Originaria di Sahagún, nel nord del paese, Mayerlín (45 anni), per tutti Maye, è la responsabile della regione caraibica della Renacer Foundation, ong che da oltre trent’anni presta soccorso a bambini e adolescenti che hanno subito abusi sessuali. L’America centrale è crocevia per migliaia di migranti che dal sud e dal centro del continente si spostano verso il nord e il Messico nel tentativo di entrare negli Stati Uniti: tra illegalità e povertà i minori sono le prime vittime. “Persone come Maye rappresentano il meglio di noi. La sua ricerca coraggiosa e disinteressata per salvare e proteggere alcuni dei bambini più vulnerabili del mondo è a dir poco eroica – E’ la motivazione spiegata da Filippo Grandi, il diplomatico italiano alla guida dell’Unhcr – Lei incarna l’essenza di questo premio. La sua incrollabile dedizione ha salvato la vita di centinaia di bambini rifugiati e ha ridato loro speranza in un futuro migliore”.
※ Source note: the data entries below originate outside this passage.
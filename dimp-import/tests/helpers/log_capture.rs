//! Log Capture Utilities for Testing
//!
//! Captures tracing events emitted on the current thread so tests can
//! assert on warnings and errors the importer logs.

use std::sync::{Arc, Mutex};
use tracing::subscriber::DefaultGuard;
use tracing::Level;
use tracing_subscriber::layer::SubscriberExt;

/// Captured log record
#[derive(Debug, Clone)]
pub struct LogRecord {
    pub level: Level,
    pub message: String,
}

/// Log capture layer for testing
#[derive(Clone, Default)]
pub struct LogCapture {
    records: Arc<Mutex<Vec<LogRecord>>>,
}

impl LogCapture {
    /// Install a capturing subscriber for the current thread
    ///
    /// Events are captured until the returned guard is dropped. Works with
    /// `#[tokio::test]`, which polls the test future on the calling thread.
    pub fn scoped() -> (Self, DefaultGuard) {
        let capture = Self::default();
        let subscriber = tracing_subscriber::registry().with(capture.clone());
        let guard = tracing::subscriber::set_default(subscriber);
        (capture, guard)
    }

    pub fn records(&self) -> Vec<LogRecord> {
        self.records.lock().unwrap().clone()
    }

    /// Messages logged at `level` containing `pattern`
    pub fn matching_at(&self, level: Level, pattern: &str) -> Vec<String> {
        self.records()
            .into_iter()
            .filter(|r| r.level == level && r.message.contains(pattern))
            .map(|r| r.message)
            .collect()
    }

    pub fn contains(&self, pattern: &str) -> bool {
        self.records().iter().any(|r| r.message.contains(pattern))
    }

    /// Assert at least one log matches pattern
    pub fn assert_contains(&self, pattern: &str) {
        assert!(
            self.contains(pattern),
            "Expected log matching '{}', but none found. All logs:\n{}",
            pattern,
            self.records()
                .iter()
                .map(|r| r.message.as_str())
                .collect::<Vec<_>>()
                .join("\n")
        );
    }
}

impl<S> tracing_subscriber::Layer<S> for LogCapture
where
    S: tracing::Subscriber,
{
    fn on_event(&self, event: &tracing::Event<'_>, _ctx: tracing_subscriber::layer::Context<'_, S>) {
        use tracing::field::Visit;

        struct MessageVisitor {
            message: String,
        }

        impl Visit for MessageVisitor {
            fn record_debug(&mut self, field: &tracing::field::Field, value: &dyn std::fmt::Debug) {
                if field.name() == "message" {
                    self.message = format!("{:?}", value);
                    // Remove surrounding quotes
                    if self.message.len() >= 2 && self.message.starts_with('"') && self.message.ends_with('"') {
                        self.message = self.message[1..self.message.len() - 1].to_string();
                    }
                }
            }
        }

        let mut visitor = MessageVisitor {
            message: String::new(),
        };
        event.record(&mut visitor);

        self.records.lock().unwrap().push(LogRecord {
            level: *event.metadata().level(),
            message: visitor.message,
        });
    }
}
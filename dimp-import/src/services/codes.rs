//! Identifiers derived from a record's position in the batch
//!
//! Both codes are unique within one run because records are processed
//! sequentially and each index is used once. Nothing prevents a second run
//! from producing the same codes again.

pub const REMISSION_CODE_BASE: usize = 10_000;
pub const PERSON_CODE_BASE: usize = 1_000_000;
pub const CODE_WIDTH: usize = 7;

/// `sremision` for the record at zero-based `index` (`0` → `"0010000"`)
pub fn remission_code(index: usize) -> String {
    format!("{:0width$}", REMISSION_CODE_BASE + index, width = CODE_WIDTH)
}

/// Artemis `personCode` for the record at zero-based `index`
///
/// Numbered from the one-based position: `0` → `"1000001"`.
pub fn person_code(index: usize) -> String {
    format!("{:0width$}", PERSON_CODE_BASE + index + 1, width = CODE_WIDTH)
}
//! Import services
//!
//! - Spreadsheet reading and photo loading
//! - Code generation from batch position
//! - Per-record processing and the sequential batch runner

pub mod batch_runner;
pub mod codes;
pub mod photo;
pub mod record_processor;
pub mod spreadsheet;

pub use batch_runner::{log_report, BatchRunner};
pub use photo::{load_photo_base64, PhotoError};
pub use record_processor::RecordProcessor;
pub use spreadsheet::{read_person_records, SpreadsheetError};
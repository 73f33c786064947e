//! Test Helper Utilities
//!
//! Shared utilities for testing dimp-import

#![allow(dead_code, unused_imports)]

pub mod db_utils;
pub mod fake_identity;
pub mod log_capture;
pub mod mock_artemis;

// Re-export commonly used items
pub use db_utils::{count_rows, create_test_db, detention_details_for};
pub use fake_identity::{FakeIdentityService, Failure};
pub use log_capture::LogCapture;
pub use mock_artemis::{spawn_mock_artemis, CapturedRequest, MockArtemis};

use dimp_import::models::PersonRecord;

/// The reference row: `["1","Perez","Lopez","Juan","",null,"Alias1","Obs1","photo1.jpg"]`
pub fn juan_perez() -> PersonRecord {
    PersonRecord {
        ordinal: "1".to_string(),
        paternal_surname: "Perez".to_string(),
        maternal_surname: "Lopez".to_string(),
        given_name1: "Juan".to_string(),
        given_name2: None,
        birth_date: None,
        alias: Some("Alias1".to_string()),
        observation: Some("Obs1".to_string()),
        photo_filename: Some("photo1.jpg".to_string()),
    }
}

/// Minimal valid record without photo
pub fn person(ordinal: usize, given: &str, paternal: &str) -> PersonRecord {
    PersonRecord {
        ordinal: ordinal.to_string(),
        given_name1: given.to_string(),
        paternal_surname: paternal.to_string(),
        ..Default::default()
    }
}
Pochi giorni prima dell’assegnazione del premio al livello mondiale erano stati annunciati i vincitori al livello regionale, tutte donne: una prima destinata a passare alla storia perché non era mai successo in tanti anni di vita del prestigioso riconoscimento.
Sabuni Françoise Chikunda (49 anni), insegnante congolese scappata in Uganda, fondatrice del Kabazana Women’s Centre, è stata scelta in rappresentanza dell’Africa; mentre a Rozma Ghafouri (29 anni), afgana rifugiata in Iran, allenatrice di calcio, co-fondatrice di Youth Initiative Fund, è andato il premio per l’Asia. Nella regione Europa, invece, l’UNHCR si è concentrata sul conflitto tra Ucraina e Russia del 2014 e il riconoscimento è stato assegnato a Tetiana Barantsova (46 anni) per la sua associazione “AMI-Skhid”, attiva nel Donbass e che presta aiuto alle persone disabili (lei stessa è sulla sedia a rotelle per un incidente quando era bambina).
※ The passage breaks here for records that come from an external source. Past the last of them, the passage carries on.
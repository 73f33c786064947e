//! Configuration loading and setting resolution
//!
//! Every setting resolves in the same priority order:
//! 1. Command-line argument (highest priority)
//! 2. Environment variable
//! 3. TOML config file
//! 4. Built-in default (fallback)
//!
//! Command line and environment are merged by clap before they reach this
//! module, so resolution here only sees "explicit value → TOML → default".

use crate::{Error, Result};
use serde::Deserialize;
use std::path::{Path, PathBuf};
use tracing::{debug, info, warn};

/// Environment variable naming an explicit TOML config file
pub const CONFIG_PATH_ENV: &str = "DIMP_CONFIG";

/// Bootstrap configuration loaded from TOML
///
/// All fields are optional. Anything missing falls back to built-in
/// defaults owned by the consuming binary.
#[derive(Debug, Clone, Default, Deserialize)]
pub struct TomlConfig {
    /// sqlx connection URL for the local store
    #[serde(default)]
    pub database_url: Option<String>,

    /// Spreadsheet holding the person rows
    #[serde(default)]
    pub spreadsheet_path: Option<PathBuf>,

    /// Directory that photo filenames are resolved against
    #[serde(default)]
    pub images_dir: Option<PathBuf>,

    /// Delay between records, in milliseconds
    #[serde(default)]
    pub pacing_ms: Option<u64>,

    /// Logging configuration (optional)
    #[serde(default)]
    pub logging: LoggingConfig,

    /// External identity service section (optional)
    #[serde(default)]
    pub artemis: Option<ArtemisToml>,
}

/// Logging configuration
#[derive(Debug, Clone, Deserialize)]
pub struct LoggingConfig {
    /// Log level (trace, debug, info, warn, error)
    #[serde(default = "default_log_level")]
    pub level: String,
}

impl Default for LoggingConfig {
    fn default() -> Self {
        Self {
            level: default_log_level(),
        }
    }
}

fn default_log_level() -> String {
    "info".to_string()
}

/// `[artemis]` table of the TOML file
#[derive(Debug, Clone, Default, Deserialize)]
pub struct ArtemisToml {
    pub base_url: Option<String>,
    pub app_key: Option<String>,
    pub app_secret: Option<String>,
    /// Skip TLS certificate validation (the deployed service uses a
    /// self-signed certificate)
    pub accept_invalid_certs: Option<bool>,
    pub timeout_secs: Option<u64>,
}

/// Locate the TOML config file
///
/// Priority: explicit path → `DIMP_CONFIG` → `<config_dir>/dimp/<file_name>`.
/// The platform default is only returned when the file exists; explicit
/// paths are returned as given so a typo surfaces as a read error.
pub fn resolve_config_path(cli_arg: Option<&Path>, file_name: &str) -> Option<PathBuf> {
    if let Some(path) = cli_arg {
        return Some(path.to_path_buf());
    }

    if let Ok(path) = std::env::var(CONFIG_PATH_ENV) {
        if !path.trim().is_empty() {
            return Some(PathBuf::from(path));
        }
    }

    dirs::config_dir()
        .map(|d| d.join("dimp").join(file_name))
        .filter(|p| p.exists())
}

/// Read and parse a TOML config file
pub fn load_toml_config(path: &Path) -> Result<TomlConfig> {
    let content = std::fs::read_to_string(path)
        .map_err(|e| Error::Config(format!("Read TOML {} failed: {}", path.display(), e)))?;

    let config: TomlConfig = toml::from_str(&content)
        .map_err(|e| Error::Config(format!("Parse TOML {} failed: {}", path.display(), e)))?;

    Ok(config)
}

/// TOML settings plus the file they came from
///
/// Loading usually happens before logging is set up, so the caller reports
/// `source` once the subscriber is installed (see [`LoadedConfig::log_source`]).
#[derive(Debug, Clone, Default)]
pub struct LoadedConfig {
    pub config: TomlConfig,
    /// `None` when no file was found and built-in defaults apply
    pub source: Option<PathBuf>,
}

impl LoadedConfig {
    pub fn log_source(&self) {
        match &self.source {
            Some(path) => info!("Loaded configuration from {}", path.display()),
            None => info!("No TOML config file found, using built-in defaults"),
        }
    }
}

/// Load the TOML config if one is found, otherwise return defaults
pub fn load_optional_toml_config(cli_arg: Option<&Path>, file_name: &str) -> Result<LoadedConfig> {
    match resolve_config_path(cli_arg, file_name) {
        Some(path) => Ok(LoadedConfig {
            config: load_toml_config(&path)?,
            source: Some(path),
        }),
        None => Ok(LoadedConfig::default()),
    }
}

/// Resolve one setting: explicit (CLI/ENV) → TOML → default
pub fn resolve_setting<T: std::fmt::Debug>(
    name: &str,
    explicit: Option<T>,
    toml_value: Option<T>,
    default: T,
) -> T {
    if let Some(value) = explicit {
        debug!(setting = name, ?value, "Setting from command line or environment");
        return value;
    }
    if let Some(value) = toml_value {
        debug!(setting = name, ?value, "Setting from TOML config");
        return value;
    }
    debug!(setting = name, value = ?default, "Setting from built-in default");
    default
}

/// Resolve a required credential: environment → TOML
///
/// Blank values are treated as absent.
pub fn resolve_credential(env_var: &str, toml_value: Option<&str>) -> Result<String> {
    let env_value = std::env::var(env_var).ok().filter(|v| is_valid_key(v));
    let toml_value = toml_value.filter(|v| is_valid_key(v));

    if env_value.is_some() && toml_value.is_some() {
        warn!(
            "{} found in environment and TOML config. Using environment (highest priority).",
            env_var
        );
    }

    env_value
        .or_else(|| toml_value.map(str::to_string))
        .ok_or_else(|| {
            Error::Config(format!(
                "{} not configured. Set the environment variable or the matching key in the [artemis] TOML table",
                env_var
            ))
        })
}

/// Validate a key/secret value (non-empty, non-whitespace)
pub fn is_valid_key(key: &str) -> bool {
    !key.trim().is_empty()
}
Di tutte le attiviste omaggiate la più nota è Rana Dajani, in rappresentanza del nord Africa e del medio oriente. Una donna che ormai è una icona nel mondo arabo-islamico: nata in Arabia Saudita ma cittadina giordana, è professoressa di Biologia molecolare, con collaborazioni anche ad Harvard (USA), e ha condotto pionieristiche ricerche genetiche tra le minoranze carcassa e cecena del Regno Hashemita. In questi mesi di pandemia da Covid-19 è stata impegnata, con altri colleghi, nella sperimentazione di un test economico e veloce per la popolazione. Quattro figli, padre palestinese e madre siriana, Rana Dajani non è stata premiata per il suo illustre CV scientifico ma per la ong da lei stessa fondata, We Love Reading, dedita all'accesso alla lettura per bambini e adolescenti che vivono nei campi profughi. Un’iniziativa umanitaria ormai conosciuta in tutto il mondo e che l’ha resa popolarissima tanto quanto i suoi studi di Biologia molecolare.
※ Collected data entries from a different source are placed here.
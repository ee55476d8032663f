//! Translation of component errors into HTTP responses.

use crate::artist_store::ArtistStoreError;
use crate::provider::ProviderError;
use axum::{
    http::StatusCode,
    response::{IntoResponse, Response},
    Json,
};
use serde::{Deserialize, Serialize};
use tracing::error;

/// Body of every error response.
#[derive(Debug, Serialize, Deserialize)]
pub struct ErrorBody {
    pub detail: String,
}

#[derive(Debug)]
pub enum ApiError {
    InvalidArgument(String),
    NotFound(String),
    Provider(ProviderError),
    Storage(ArtistStoreError),
    Internal(String),
}

impl ApiError {
    pub fn status(&self) -> StatusCode {
        match self {
            ApiError::InvalidArgument(_) => StatusCode::BAD_REQUEST,
            ApiError::NotFound(_) => StatusCode::NOT_FOUND,
            ApiError::Provider(_) => StatusCode::BAD_GATEWAY,
            ApiError::Storage(_) | ApiError::Internal(_) => StatusCode::INTERNAL_SERVER_ERROR,
        }
    }

    pub fn detail(&self) -> String {
        match self {
            ApiError::InvalidArgument(message)
            | ApiError::NotFound(message)
            | ApiError::Internal(message) => message.clone(),
            ApiError::Provider(err) => format!("Provider error: {}", err),
            ApiError::Storage(err) => format!("Database error: {}", err),
        }
    }
}

impl From<ArtistStoreError> for ApiError {
    fn from(err: ArtistStoreError) -> Self {
        match err {
            ArtistStoreError::InvalidArgument(message) => ApiError::InvalidArgument(message),
            storage => ApiError::Storage(storage),
        }
    }
}

impl From<ProviderError> for ApiError {
    fn from(err: ProviderError) -> Self {
        match err {
            ProviderError::InvalidArgument(message) => ApiError::InvalidArgument(message),
            other => ApiError::Provider(other),
        }
    }
}

impl IntoResponse for ApiError {
    fn into_response(self) -> Response {
        let status = self.status();
        let detail = self.detail();
        if status.is_server_error() {
            error!("{} {}", status.as_u16(), detail);
        }
        (status, Json(ErrorBody { detail })).into_response()
    }
}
L’annuncio degli attivisti premiati con il Nansen Refugee Award arriva nella settimana che precede l’assegnazione del Nobel per la Pace, in programma venerdì 9 ottobre. E proprio Fridtjof Nansen, esploratore e diplomatico norvegese, nel 1922 venne insignito del Nobel per la Pace in qualità di Alto Commissario per i Rifugiati dell’Onu. A lui si deve il Passaporto Nansen, che dopo la Prima Guerra Mondiale salvò migliaia di sfollati senza più patria, tra cui personalità famose come il pittore Marc Chagall, il fotografo Robert Capa e la famiglia di armatori greci Onassis.